Work to complete |
Answer with a single number, the count of lines in the material below that contain the word "TaskId".

Data |
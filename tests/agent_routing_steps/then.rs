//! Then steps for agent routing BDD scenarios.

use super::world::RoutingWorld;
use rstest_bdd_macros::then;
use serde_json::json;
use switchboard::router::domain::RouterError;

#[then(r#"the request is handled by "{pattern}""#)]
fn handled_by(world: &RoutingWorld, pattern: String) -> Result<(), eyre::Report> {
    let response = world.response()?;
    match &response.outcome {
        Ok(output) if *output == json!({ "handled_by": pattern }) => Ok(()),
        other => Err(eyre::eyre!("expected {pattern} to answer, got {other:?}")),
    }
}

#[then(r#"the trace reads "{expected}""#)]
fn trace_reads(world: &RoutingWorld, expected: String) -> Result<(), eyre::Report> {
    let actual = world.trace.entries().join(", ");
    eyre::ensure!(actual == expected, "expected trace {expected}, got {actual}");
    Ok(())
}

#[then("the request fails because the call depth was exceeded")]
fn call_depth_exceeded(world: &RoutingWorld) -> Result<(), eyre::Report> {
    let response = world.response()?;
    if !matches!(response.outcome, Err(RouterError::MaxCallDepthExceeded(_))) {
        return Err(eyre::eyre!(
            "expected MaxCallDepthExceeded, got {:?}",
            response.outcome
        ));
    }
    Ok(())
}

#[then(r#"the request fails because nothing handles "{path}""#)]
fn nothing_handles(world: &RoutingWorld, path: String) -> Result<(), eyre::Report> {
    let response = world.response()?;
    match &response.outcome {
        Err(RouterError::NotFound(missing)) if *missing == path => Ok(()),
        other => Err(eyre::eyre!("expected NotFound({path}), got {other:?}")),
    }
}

--

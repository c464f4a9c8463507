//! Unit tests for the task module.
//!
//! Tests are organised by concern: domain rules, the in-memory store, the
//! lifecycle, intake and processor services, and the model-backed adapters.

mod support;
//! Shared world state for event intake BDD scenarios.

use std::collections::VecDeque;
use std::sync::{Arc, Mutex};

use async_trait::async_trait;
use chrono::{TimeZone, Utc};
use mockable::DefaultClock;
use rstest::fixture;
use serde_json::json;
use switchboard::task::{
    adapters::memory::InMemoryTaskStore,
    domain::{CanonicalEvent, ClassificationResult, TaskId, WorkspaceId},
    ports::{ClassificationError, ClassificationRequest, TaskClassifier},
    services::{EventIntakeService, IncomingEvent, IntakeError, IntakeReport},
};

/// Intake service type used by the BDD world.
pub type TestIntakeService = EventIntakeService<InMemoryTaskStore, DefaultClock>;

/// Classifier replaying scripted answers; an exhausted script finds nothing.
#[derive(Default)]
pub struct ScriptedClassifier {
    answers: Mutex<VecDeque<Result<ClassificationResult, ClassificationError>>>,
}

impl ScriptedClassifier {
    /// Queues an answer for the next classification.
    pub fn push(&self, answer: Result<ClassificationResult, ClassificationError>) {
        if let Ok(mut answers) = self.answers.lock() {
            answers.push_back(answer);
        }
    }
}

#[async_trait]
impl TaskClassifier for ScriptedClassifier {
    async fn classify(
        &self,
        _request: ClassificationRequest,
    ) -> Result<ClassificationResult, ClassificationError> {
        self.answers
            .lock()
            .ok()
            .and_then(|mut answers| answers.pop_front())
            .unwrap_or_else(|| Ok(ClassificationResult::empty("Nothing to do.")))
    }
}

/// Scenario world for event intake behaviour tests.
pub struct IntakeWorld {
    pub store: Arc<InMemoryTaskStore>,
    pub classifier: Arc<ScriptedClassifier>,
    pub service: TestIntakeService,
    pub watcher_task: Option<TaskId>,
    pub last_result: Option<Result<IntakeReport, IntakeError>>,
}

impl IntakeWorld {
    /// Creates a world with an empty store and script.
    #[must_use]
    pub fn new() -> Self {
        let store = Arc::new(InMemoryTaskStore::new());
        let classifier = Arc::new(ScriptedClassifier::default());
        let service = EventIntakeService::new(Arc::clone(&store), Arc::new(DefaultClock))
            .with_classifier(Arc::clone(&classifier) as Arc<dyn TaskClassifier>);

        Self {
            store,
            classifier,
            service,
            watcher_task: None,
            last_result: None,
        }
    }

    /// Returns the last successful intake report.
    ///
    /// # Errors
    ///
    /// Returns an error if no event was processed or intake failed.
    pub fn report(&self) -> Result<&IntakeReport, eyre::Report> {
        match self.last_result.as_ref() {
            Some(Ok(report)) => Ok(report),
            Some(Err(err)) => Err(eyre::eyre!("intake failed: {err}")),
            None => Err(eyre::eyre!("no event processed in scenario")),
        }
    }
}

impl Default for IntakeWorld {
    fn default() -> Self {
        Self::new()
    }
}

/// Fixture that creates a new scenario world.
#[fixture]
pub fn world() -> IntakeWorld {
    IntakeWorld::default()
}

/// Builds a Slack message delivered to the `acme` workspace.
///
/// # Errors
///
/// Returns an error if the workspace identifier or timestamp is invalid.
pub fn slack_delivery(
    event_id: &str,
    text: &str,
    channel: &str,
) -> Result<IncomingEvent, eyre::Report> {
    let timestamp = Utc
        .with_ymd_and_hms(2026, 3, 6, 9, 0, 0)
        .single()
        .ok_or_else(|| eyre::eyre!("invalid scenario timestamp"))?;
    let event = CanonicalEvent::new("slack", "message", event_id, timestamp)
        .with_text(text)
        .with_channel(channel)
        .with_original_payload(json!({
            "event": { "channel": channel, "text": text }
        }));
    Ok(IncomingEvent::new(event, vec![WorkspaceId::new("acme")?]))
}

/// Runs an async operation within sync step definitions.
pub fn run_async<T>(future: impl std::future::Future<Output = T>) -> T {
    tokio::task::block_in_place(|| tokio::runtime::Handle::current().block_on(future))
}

Reply |
2